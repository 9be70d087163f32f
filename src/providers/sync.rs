use tracing::{debug, warn};

use crate::models::{ExternalTransaction, ProviderError};
use crate::providers::TransactionProvider;

/// Lazy page source over the provider's cursor-based sync protocol.
///
/// Pages are produced on demand: each call requests one page, keeps the
/// provider's `added` rows, and advances the cursor. The source is exhausted
/// once the provider reports no more pages or the safety cap is reached. A
/// consumed source is not restartable mid-sync; a fresh one resumes from the
/// provider's last checkpoint.
pub struct TransactionSync<'a> {
    provider: &'a dyn TransactionProvider,
    access_token: &'a str,
    cursor: Option<String>,
    pages_fetched: usize,
    max_pages: usize,
    exhausted: bool
}

impl<'a> TransactionSync<'a> {
    pub fn new(provider: &'a dyn TransactionProvider, access_token: &'a str, max_pages: usize) -> Self {
        Self {
            provider,
            access_token,
            cursor: None,
            pages_fetched: 0,
            max_pages,
            exhausted: false
        }
    }

    /// Fetches the next page of transactions, or `None` once the source is
    /// exhausted.
    pub async fn next_page(&mut self) -> Result<Option<Vec<ExternalTransaction>>, ProviderError> {
        if self.exhausted {
            return Ok(None);
        }

        if self.pages_fetched >= self.max_pages {
            // A provider that never clears has_more would otherwise hang the request.
            warn!(max_pages = self.max_pages, "Transaction sync stopped at the page cap with pages still pending");
            self.exhausted = true;
            return Ok(None);
        }

        let page = self.provider.sync_transactions(self.access_token, self.cursor.as_deref()).await?;

        self.pages_fetched += 1;
        self.cursor = page.next_cursor;
        self.exhausted = !page.has_more;

        debug!(page = self.pages_fetched, rows = page.added.len(), "Fetched transaction sync page");

        Ok(Some(page.added.into_iter().map(ExternalTransaction::from).collect()))
    }

    /// Drains the source into a single list.
    pub async fn collect_all(mut self) -> Result<Vec<ExternalTransaction>, ProviderError> {
        let mut transactions = Vec::new();

        while let Some(page) = self.next_page().await? {
            transactions.extend(page);
        }

        Ok(transactions)
    }
}
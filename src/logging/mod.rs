//! Logging infrastructure for structured console and file output.

mod logger;
mod subscriber;
mod types;
mod utils;

pub use logger::Logger;
pub use subscriber::init_subscriber;
pub use types::{TaskEntry, TaskStatus};
//! Command orchestration: setup shared by both directions and the task loop.
pub mod sync;

use std::path::{Path, PathBuf};

use anyhow::{Context as _, Result};

use crate::cli::GlobalOpts;
use crate::config::Manifest;
use crate::logging::Logger;
use crate::paths;
use crate::platform::Platform;
use crate::tasks::{self, Context, Task};

/// Environment variable overriding the repository root.
pub const ROOT_ENV: &str = "DOTSYNC_ROOT";

/// Repository root used when neither `--root` nor `DOTSYNC_ROOT` is set,
/// relative to the home directory.
pub const DEFAULT_ROOT: &str = "dev/configs";

/// Shared state produced by the common command setup sequence.
#[derive(Debug)]
pub struct CommandSetup {
    /// Detected platform.
    pub platform: Platform,
    /// Home directory all `~` paths were expanded against.
    pub home: PathBuf,
    /// Resolved config table.
    pub manifest: Manifest,
}

impl CommandSetup {
    /// Detect the platform and home directory, then load the config table.
    ///
    /// # Errors
    ///
    /// Returns an error if the home directory cannot be determined or
    /// `dotsync.toml` is invalid.
    pub fn init(global: &GlobalOpts, log: &Logger) -> Result<Self> {
        let home = paths::home_dir()?;
        Self::with_home(global, &home, log)
    }

    /// [`CommandSetup::init`] with an explicit home directory.
    ///
    /// # Errors
    ///
    /// Returns an error if `dotsync.toml` is invalid.
    pub fn with_home(global: &GlobalOpts, home: &Path, log: &Logger) -> Result<Self> {
        let platform = Platform::detect();
        let root = resolve_root(global, home);

        log.stage("Loading configuration");
        log.info(&format!("platform: {platform}"));
        log.info(&format!("repository: {}", root.display()));
        if !root.is_dir() {
            log.warn(&format!("repository root {} does not exist", root.display()));
        }

        let manifest = Manifest::load(&root, home)
            .with_context(|| format!("loading config table for {}", root.display()))?;
        for entry in manifest.entries() {
            log.debug(&format!(
                "{}: {} <-> {}",
                entry.name,
                entry.repository_path.display(),
                entry.installed_path(platform).display()
            ));
        }
        log.info(&format!("loaded {} entries", manifest.entries().len()));

        Ok(Self {
            platform,
            home: home.to_path_buf(),
            manifest,
        })
    }
}

/// Repository root: `--root`, else `$DOTSYNC_ROOT`, else `~/dev/configs`.
#[must_use]
pub fn resolve_root(global: &GlobalOpts, home: &Path) -> PathBuf {
    let env = std::env::var_os(ROOT_ENV).map(PathBuf::from);
    resolve_root_from(global.root.as_deref(), env, home)
}

/// Pure form of [`resolve_root`]; empty values count as unset.
#[must_use]
pub fn resolve_root_from(explicit: Option<&Path>, env: Option<PathBuf>, home: &Path) -> PathBuf {
    if let Some(root) = explicit.filter(|p| !p.as_os_str().is_empty()) {
        return root.to_path_buf();
    }
    if let Some(root) = env.filter(|p| !p.as_os_str().is_empty()) {
        return root;
    }
    home.join(DEFAULT_ROOT)
}

/// Execute every task in order and print the summary.
///
/// Failed tasks are reported but never abort the run.
///
/// # Errors
///
/// Currently infallible; the `Result` matches the other command entry points.
pub fn run_tasks_to_completion<'a>(
    tasks: impl IntoIterator<Item = &'a dyn Task>,
    ctx: &Context<'_>,
    log: &Logger,
) -> Result<()> {
    for task in tasks {
        tasks::execute(task, ctx);
    }

    log.print_summary();

    let count = log.failure_count();
    if count > 0 {
        log.warn(&format!("{count} step(s) failed, see messages above"));
    }
    Ok(())
}
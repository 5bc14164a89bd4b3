//! Core logging types: step entries and their status.

/// Result of one step, kept for the run summary.
#[derive(Debug, Clone, PartialEq, Eq)]
pub struct TaskEntry {
    /// Human-readable step name.
    pub name: String,
    /// Final status of the step.
    pub status: TaskStatus,
    /// Optional detail message (skip reason or error description).
    pub message: Option<String>,
}

/// Status of a completed step.
#[derive(Debug, Clone, Copy, PartialEq, Eq)]
pub enum TaskStatus {
    /// Step completed successfully.
    Ok,
    /// Step does not apply (e.g. nothing to clean).
    NotApplicable,
    /// Step was skipped and reported (e.g. dirty working tree).
    Skipped,
    /// Step ran in dry-run mode; nothing was changed.
    DryRun,
    /// Step failed; the run carried on with the next one.
    Failed,
}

+ + + + +

▶ **Work request**: Copy out, from the material above, each line in which the string "entries" is found.

▶ **Output of the exercise**:
        for entry in manifest.entries() {
        log.info(&format!("loaded {} entries", manifest.entries().len()));
//! Core logging types: step entries and their status.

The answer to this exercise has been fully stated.